━━━ Given information ━━━

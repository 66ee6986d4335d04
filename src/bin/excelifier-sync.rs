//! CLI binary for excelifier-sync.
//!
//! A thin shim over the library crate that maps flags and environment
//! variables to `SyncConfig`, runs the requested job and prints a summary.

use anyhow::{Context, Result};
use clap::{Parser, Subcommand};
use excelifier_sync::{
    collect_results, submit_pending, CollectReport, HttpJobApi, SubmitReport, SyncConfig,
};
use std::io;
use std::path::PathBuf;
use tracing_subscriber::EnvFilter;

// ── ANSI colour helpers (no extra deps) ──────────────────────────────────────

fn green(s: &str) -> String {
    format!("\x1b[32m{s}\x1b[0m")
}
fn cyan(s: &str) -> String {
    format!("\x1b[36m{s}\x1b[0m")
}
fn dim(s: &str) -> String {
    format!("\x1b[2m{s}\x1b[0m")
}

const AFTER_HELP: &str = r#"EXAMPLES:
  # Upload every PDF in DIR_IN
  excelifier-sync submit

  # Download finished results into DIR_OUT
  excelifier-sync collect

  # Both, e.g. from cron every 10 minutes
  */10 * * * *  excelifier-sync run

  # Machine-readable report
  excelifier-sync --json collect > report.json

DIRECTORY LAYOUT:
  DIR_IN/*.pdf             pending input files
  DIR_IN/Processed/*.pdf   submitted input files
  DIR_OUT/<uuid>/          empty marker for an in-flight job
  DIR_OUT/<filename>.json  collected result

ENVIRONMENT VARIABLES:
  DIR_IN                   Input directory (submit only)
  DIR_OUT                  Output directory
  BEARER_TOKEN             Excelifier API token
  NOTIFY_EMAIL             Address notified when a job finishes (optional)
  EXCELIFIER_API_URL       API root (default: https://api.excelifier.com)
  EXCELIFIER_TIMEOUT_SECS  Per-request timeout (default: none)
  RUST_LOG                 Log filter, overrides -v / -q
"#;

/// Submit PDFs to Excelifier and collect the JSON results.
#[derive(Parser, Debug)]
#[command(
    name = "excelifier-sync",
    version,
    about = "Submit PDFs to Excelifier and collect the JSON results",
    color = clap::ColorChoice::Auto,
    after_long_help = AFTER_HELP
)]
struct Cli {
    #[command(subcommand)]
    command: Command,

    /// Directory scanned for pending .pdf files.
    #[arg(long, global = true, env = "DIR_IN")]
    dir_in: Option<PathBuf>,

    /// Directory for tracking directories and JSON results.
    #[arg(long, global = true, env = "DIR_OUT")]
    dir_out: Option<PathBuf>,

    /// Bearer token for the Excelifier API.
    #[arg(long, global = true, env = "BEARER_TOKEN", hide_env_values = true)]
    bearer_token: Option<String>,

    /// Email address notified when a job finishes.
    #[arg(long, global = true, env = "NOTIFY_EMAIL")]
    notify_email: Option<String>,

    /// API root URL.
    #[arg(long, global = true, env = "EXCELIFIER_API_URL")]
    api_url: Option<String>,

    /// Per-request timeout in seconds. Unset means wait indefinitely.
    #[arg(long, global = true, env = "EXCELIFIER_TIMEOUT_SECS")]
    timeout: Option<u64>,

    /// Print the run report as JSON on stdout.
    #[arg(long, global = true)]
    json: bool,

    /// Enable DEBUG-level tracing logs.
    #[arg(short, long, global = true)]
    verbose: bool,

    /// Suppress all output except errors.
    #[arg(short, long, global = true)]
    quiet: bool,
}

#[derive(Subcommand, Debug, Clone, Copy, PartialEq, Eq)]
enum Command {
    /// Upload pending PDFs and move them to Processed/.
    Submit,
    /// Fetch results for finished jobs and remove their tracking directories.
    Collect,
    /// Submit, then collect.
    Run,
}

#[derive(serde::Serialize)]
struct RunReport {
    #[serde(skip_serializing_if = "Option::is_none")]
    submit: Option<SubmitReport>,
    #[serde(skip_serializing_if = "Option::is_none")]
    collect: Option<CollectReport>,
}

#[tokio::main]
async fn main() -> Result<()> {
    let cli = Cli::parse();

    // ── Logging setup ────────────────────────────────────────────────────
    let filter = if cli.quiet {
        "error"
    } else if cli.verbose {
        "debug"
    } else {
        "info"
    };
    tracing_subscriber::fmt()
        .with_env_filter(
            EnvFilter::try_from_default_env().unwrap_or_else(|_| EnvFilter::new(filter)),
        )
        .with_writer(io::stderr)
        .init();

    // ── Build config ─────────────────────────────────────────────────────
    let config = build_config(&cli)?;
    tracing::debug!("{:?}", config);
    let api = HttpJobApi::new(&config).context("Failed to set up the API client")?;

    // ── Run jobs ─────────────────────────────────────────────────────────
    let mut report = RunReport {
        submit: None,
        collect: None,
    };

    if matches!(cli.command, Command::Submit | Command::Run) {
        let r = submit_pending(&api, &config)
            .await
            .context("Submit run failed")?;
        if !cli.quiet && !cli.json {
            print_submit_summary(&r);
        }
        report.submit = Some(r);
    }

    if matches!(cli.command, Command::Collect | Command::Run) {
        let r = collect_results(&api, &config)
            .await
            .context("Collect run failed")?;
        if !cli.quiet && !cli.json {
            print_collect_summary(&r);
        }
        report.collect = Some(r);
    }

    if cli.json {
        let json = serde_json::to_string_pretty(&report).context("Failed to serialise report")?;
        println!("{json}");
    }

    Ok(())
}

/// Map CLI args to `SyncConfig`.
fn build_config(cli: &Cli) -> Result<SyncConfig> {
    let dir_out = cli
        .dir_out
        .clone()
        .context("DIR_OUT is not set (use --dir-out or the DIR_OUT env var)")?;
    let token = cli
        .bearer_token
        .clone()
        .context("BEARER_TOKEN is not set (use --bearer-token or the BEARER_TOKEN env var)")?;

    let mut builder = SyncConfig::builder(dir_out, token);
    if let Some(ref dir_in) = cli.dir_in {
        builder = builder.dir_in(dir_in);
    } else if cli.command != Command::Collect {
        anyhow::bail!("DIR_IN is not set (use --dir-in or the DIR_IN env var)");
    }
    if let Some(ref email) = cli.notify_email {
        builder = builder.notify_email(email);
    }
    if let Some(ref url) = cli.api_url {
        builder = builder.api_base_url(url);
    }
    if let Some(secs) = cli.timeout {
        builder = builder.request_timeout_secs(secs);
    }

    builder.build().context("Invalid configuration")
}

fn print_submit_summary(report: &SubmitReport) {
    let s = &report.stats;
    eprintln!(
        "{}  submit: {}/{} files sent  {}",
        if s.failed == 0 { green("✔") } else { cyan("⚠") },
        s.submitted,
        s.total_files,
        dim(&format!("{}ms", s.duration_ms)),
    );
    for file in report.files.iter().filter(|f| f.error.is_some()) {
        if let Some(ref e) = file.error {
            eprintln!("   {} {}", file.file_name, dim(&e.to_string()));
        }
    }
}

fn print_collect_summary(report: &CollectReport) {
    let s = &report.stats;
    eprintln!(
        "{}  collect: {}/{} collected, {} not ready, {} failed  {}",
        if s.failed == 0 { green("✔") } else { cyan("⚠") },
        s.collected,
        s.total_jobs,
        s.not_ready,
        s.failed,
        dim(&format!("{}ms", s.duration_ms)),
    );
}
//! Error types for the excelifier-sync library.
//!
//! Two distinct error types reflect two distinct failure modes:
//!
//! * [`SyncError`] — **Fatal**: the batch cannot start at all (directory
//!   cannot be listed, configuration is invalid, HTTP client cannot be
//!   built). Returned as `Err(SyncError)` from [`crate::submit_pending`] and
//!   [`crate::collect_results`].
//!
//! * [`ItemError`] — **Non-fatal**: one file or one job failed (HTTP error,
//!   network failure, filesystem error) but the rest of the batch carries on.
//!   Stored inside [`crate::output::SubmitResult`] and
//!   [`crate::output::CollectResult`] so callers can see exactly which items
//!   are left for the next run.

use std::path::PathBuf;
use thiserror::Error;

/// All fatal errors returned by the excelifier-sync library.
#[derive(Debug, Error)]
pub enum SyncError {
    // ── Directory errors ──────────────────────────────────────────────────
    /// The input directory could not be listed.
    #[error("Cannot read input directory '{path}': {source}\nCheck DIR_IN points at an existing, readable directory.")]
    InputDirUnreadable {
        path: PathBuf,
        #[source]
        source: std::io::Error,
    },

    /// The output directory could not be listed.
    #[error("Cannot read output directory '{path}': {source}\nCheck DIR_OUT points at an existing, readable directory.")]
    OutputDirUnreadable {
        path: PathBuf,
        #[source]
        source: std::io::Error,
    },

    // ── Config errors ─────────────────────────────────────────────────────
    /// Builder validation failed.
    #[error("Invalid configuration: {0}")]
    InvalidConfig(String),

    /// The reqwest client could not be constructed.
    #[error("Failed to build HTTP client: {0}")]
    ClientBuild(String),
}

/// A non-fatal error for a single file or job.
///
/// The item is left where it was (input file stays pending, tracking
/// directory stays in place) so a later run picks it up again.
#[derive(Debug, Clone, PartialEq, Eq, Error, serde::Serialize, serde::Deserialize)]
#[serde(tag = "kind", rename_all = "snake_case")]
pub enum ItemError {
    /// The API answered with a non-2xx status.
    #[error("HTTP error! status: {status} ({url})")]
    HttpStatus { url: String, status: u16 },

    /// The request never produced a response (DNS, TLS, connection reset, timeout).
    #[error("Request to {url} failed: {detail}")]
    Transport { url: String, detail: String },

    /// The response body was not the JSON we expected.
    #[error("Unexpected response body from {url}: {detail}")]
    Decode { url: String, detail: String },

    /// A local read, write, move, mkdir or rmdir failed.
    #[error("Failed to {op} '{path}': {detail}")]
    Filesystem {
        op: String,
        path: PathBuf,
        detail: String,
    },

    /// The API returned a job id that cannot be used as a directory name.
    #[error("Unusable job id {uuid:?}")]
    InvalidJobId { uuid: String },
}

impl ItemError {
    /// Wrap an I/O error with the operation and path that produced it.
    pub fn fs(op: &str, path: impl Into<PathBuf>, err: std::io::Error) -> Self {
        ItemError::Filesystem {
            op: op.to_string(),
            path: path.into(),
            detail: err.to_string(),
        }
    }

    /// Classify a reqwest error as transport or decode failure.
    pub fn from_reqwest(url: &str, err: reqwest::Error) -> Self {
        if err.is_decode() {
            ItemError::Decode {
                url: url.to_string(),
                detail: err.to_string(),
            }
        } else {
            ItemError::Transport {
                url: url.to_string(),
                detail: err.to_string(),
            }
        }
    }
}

━━━

### Required work
Print exactly the lines above, between the one holding "# Machine-readable report" and the one holding "job finishes (optional)", inclusive, and nothing besides.

### Finished exercise
  # Machine-readable report
  excelifier-sync --json collect > report.json

DIRECTORY LAYOUT:
  DIR_IN/*.pdf             pending input files
  DIR_IN/Processed/*.pdf   submitted input files
  DIR_OUT/<uuid>/          empty marker for an in-flight job
  DIR_OUT/<filename>.json  collected result

ENVIRONMENT VARIABLES:
  DIR_IN                   Input directory (submit only)
  DIR_OUT                  Output directory
  BEARER_TOKEN             Excelifier API token
  NOTIFY_EMAIL             Address notified when a job finishes (optional)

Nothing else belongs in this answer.